### The task
Your task is to repeat exactly the lines below between the line holding "let trimmed = name.trim();" and the line holding "if invalid ||", inclusive, and only those.

### Dataset excerpts
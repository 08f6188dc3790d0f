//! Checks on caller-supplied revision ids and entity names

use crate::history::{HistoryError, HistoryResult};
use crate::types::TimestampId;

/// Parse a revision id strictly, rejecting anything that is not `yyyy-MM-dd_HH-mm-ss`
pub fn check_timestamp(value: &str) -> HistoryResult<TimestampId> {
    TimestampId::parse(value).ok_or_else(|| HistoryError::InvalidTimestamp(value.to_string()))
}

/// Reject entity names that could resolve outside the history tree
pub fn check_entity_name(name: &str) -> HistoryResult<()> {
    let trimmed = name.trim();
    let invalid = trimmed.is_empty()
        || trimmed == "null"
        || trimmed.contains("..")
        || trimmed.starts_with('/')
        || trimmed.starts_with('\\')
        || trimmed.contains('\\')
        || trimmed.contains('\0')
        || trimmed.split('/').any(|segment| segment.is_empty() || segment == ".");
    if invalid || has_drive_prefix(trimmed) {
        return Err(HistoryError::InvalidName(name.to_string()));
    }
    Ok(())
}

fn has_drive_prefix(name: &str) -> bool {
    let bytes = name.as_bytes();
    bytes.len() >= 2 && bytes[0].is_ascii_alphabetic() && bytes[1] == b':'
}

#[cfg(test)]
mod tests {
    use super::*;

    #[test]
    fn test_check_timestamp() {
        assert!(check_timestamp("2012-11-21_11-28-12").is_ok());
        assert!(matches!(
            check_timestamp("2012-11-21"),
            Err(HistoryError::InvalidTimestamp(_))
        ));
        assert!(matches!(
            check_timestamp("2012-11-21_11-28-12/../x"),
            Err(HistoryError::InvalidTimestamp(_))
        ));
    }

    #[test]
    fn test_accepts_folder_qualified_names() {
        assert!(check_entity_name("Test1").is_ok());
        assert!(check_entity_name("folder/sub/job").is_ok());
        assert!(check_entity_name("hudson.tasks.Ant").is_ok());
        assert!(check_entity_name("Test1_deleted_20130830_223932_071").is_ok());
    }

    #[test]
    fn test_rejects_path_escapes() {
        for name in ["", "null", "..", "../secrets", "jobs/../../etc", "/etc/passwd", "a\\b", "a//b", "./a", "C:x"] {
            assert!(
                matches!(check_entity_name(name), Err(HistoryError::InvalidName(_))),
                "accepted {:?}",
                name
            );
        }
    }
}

### Exercise output
    let trimmed = name.trim();
    let invalid = trimmed.is_empty()
        || trimmed == "null"
        || trimmed.contains("..")
        || trimmed.starts_with('/')
        || trimmed.starts_with('\\')
        || trimmed.contains('\\')
        || trimmed.contains('\0')
        || trimmed.split('/').any(|segment| segment.is_empty() || segment == ".");
    if invalid || has_drive_prefix(trimmed) {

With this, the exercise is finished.